43. A method of replacing a natural lens from an eye, the method comprising the steps of:

(a) providing a passage through a sclera or cornea into an anterior chamber of the eye;

(b) removing at least a portion of the aqueous humor from the anterior chamber;

(c) inserting a viscoelastic material into the anterior chamber, the viscoelastic material comprises an aqueous vehicle and alginate;

(d) phacoemulsifying a lens in the capsular bag of the eye;

(e) removing substantially all of the lens from the capsular bag;

(f) injecting the viscoelastic material into the capsular bag; and

(g) inserting an intraocular lens into the capsular bag.

44. The method of claim 43, further comprising the step of removing at least a portion of the viscoelastic material from the capsular bag.

45. The method of claim 43, further comprising the step of removing at least a portion of the viscoelastic material from the anterior chamber.

46. The method of claim 43, further comprising the step of suturing the sclera after the step (g) inserting an intraocular lens.

47. The method of claim 43, wherein the alginate is a viscosurgically pure alginate.

48. The method of claim 43, wherein the alginate concentration is a minimum of about 0.01% w/v and a maximum of about 20% w/v based upon the total weight of the viscoelastic material.

49. The method of claim 43, wherein the average molecular weight of the alginate is a minimum of about 50 kD and a maximum of about 5,000 kD.

50. The method of claim 43, wherein step (d) removing further comprises removing the lens by a procedure selected from the group consisting of extracapsular cataract extraction and phacoemulsification.

51. The method of claim 43, wherein the osmolality of the viscoelastic material is a minimum of about 200 mOsmol/L and a maximum of about 400 mOsmol/L.

52. The method of claim 43, wherein the zero-shear viscosity of the viscoelastic material is a minimum of about 10 Pa-s and a maximum of about 300 Pa-s.

53. The method of claim 43, wherein the high-shear viscosity of the viscoelastic material is a minimum of about 0.1 Pa-s and a maximum of about 30 Pa-s.

54. The method of claim 43, wherein the viscoelastic material has a pseudoplasticity index that is a minimum of about 100.

55. The method of claim 43, wherein the alginate comprises β-D-mannuronic acid and α-L-guluronic acid, wherein the ratio of the β-D-mannuronic acid to α-L-guluronic acid is in a range having a minimum of about 1 and a maximum of about 4.

56. The method of claim 1, wherein the pH of the viscoelastic material is a minimum of about 7 and a maximum of about 8.

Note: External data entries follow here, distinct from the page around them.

// Model exports
pub mod domain;
pub mod requests;
pub mod responses;

pub use domain::{
    Caller, Course, CourseHit, CourseOption, CoursePage, CourseQuery, CourseStats, GeoFilter,
    NewCourse, NewRound, PaceRating, RecentRound, RoundSample, RoundSubmission, SortKey,
    StoreOrder, TimeOfDay, TravelMode, Weather,
};
pub use requests::{
    CreateCourseRequest, CreateRoundRequest, SearchCoursesRequest, UpdateCourseRequest,
};
pub use responses::{
    CourseDetailResponse, CreatedCourse, CreatedRound, ErrorResponse, FieldIssue,
    HealthResponse, SearchCoursesResponse, SuccessResponse,
};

57. A method of inserting an intraocular lens into a capsular bag of an eye, the method comprising the steps of:

providing an eye with a cornea removed from the capsular bag and a passage through the sclera or cornea into the capsular bag;

providing a lens insertion device comprising a loadable chamber configured to receive the intraocular lens, a tapered conduit having a first end connected to the loadable chamber and a second end, the second end is configured to penetrate into the passage, and a slidable actuator configured to actuate the intraocular lens through the conduit past the second end;

coating at least a portion of the intraocular lens with a viscoelastic material comprising an aqueous vehicle and alginate;

loading the intraocular lens into the loadable chamber;

inserting the conduit into the passage;

positioning the second end inside the capsular bag;

actuating the coated intraocular lens through the conduit into the capsular bag; and

removing the conduit from the passage.

58. The method of claim 57, wherein the step of coating occurs after the step of loading.

59. The method of claim 57, wherein the second end of the tapered conduit has an inner diameter that is a maximum of about 5 mm.

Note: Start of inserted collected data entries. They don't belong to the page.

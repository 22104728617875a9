use serde::{Deserialize, Serialize};

/// 嚴格模式下的完成標記，以子字串比對整行內容
pub const COMPLETION_MARKER: &str = "Build complete!";

pub const EXPORT_FILENAME: &str = "build-log.txt";

/// Which field set and validation rules the form applies.
#[derive(Debug, Clone, Copy, PartialEq, Eq, Default, Serialize, Deserialize)]
#[serde(rename_all = "kebab-case")]
#[cfg_attr(feature = "cli", derive(clap::ValueEnum))]
pub enum FormMode {
    /// Repository URL only, must be a GitHub HTTPS URL. Logs arrive over a
    /// GET stream and end at the completion marker.
    #[default]
    Strict,
    /// Repository, service and build tool, each required. The stream request
    /// itself starts the build and ends when the server closes it.
    MultiField,
}

impl FormMode {
    pub fn uses_completion_marker(self) -> bool {
        matches!(self, FormMode::Strict)
    }

    pub fn has_separate_trigger(self) -> bool {
        matches!(self, FormMode::Strict)
    }

    pub fn shows_errors_in_log(self) -> bool {
        matches!(self, FormMode::MultiField)
    }
}

#[derive(Debug, Clone, PartialEq, Eq, Serialize, Deserialize)]
pub struct BuildRequest {
    pub mode: FormMode,
    pub repository_url: String,
    pub service_name: Option<String>,
    pub build_tool: Option<String>,
}

impl BuildRequest {
    pub fn payload(&self) -> BuildPayload<'_> {
        match self.mode {
            FormMode::Strict => BuildPayload::Strict {
                repo_url: &self.repository_url,
            },
            FormMode::MultiField => BuildPayload::MultiField {
                repo: &self.repository_url,
                service: self.service_name.as_deref().unwrap_or_default(),
                build: self.build_tool.as_deref().unwrap_or_default(),
            },
        }
    }
}

/// JSON body sent to the build server.
#[derive(Debug, Clone, PartialEq, Eq, Serialize)]
#[serde(untagged)]
pub enum BuildPayload<'a> {
    Strict {
        #[serde(rename = "repoUrl")]
        repo_url: &'a str,
    },
    MultiField {
        repo: &'a str,
        service: &'a str,
        build: &'a str,
    },
}

#[derive(Debug, Clone, Default, PartialEq, Eq)]
pub struct LogBuffer {
    lines: Vec<String>,
}

impl LogBuffer {
    pub fn new() -> Self {
        Self::default()
    }

    pub fn push(&mut self, line: String) {
        self.lines.push(line);
    }

    pub fn clear(&mut self) {
        self.lines.clear();
    }

    pub fn lines(&self) -> &[String] {
        &self.lines
    }

    pub fn len(&self) -> usize {
        self.lines.len()
    }

    pub fn is_empty(&self) -> bool {
        self.lines.is_empty()
    }

    /// 以換行連接，結尾不加任何內容
    pub fn export(&self) -> String {
        self.lines.join("\n")
    }
}

#[derive(Debug, Clone, Copy, PartialEq, Eq, Hash)]
pub struct Rgb(pub u8, pub u8, pub u8);

#[derive(Debug, Clone, Copy, PartialEq, Eq)]
pub struct Palette {
    pub foreground: Rgb,
    pub log_foreground: Rgb,
    pub indicator: Rgb,
}

#[derive(Debug, Clone, Copy, PartialEq, Eq, Default, Serialize, Deserialize)]
#[serde(rename_all = "lowercase")]
#[cfg_attr(feature = "cli", derive(clap::ValueEnum))]
pub enum Theme {
    #[default]
    Dark,
    Light,
}

impl Theme {
    pub fn toggle(self) -> Self {
        match self {
            Theme::Dark => Theme::Light,
            Theme::Light => Theme::Dark,
        }
    }

    pub fn palette(self) -> Palette {
        match self {
            Theme::Dark => Palette {
                foreground: Rgb(0xff, 0xff, 0xff),
                log_foreground: Rgb(0x00, 0xff, 0x88),
                indicator: Rgb(0x99, 0x99, 0x99),
            },
            Theme::Light => Palette {
                foreground: Rgb(0x11, 0x11, 0x11),
                log_foreground: Rgb(0x33, 0x33, 0x33),
                indicator: Rgb(0x99, 0x99, 0x99),
            },
        }
    }

    /// Label of the control that switches to the other theme.
    pub fn toggle_label(self) -> &'static str {
        match self {
            Theme::Dark => "🌞 Light Mode",
            Theme::Light => "🌙 Dark Mode",
        }
    }
}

60. The method of claim 57, wherein the alginate is a viscosurgically pure alginate.

61. The method of claim 57, wherein the alginate concentration is a minimum of about 0.01% w/v and a maximum of about 20% w/v based upon the total weight of the viscoelastic material.

62. The method of claim 57, wherein the zero-shear viscosity of the viscoelastic material is a minimum of about 10 Pa-s and a maximum of about 300 Pa-s.

63. The method of claim 57, wherein the high-shear viscosity of the viscoelastic material is a minimum of about 0.1 Pa-s and a maximum of about 30 Pa-s.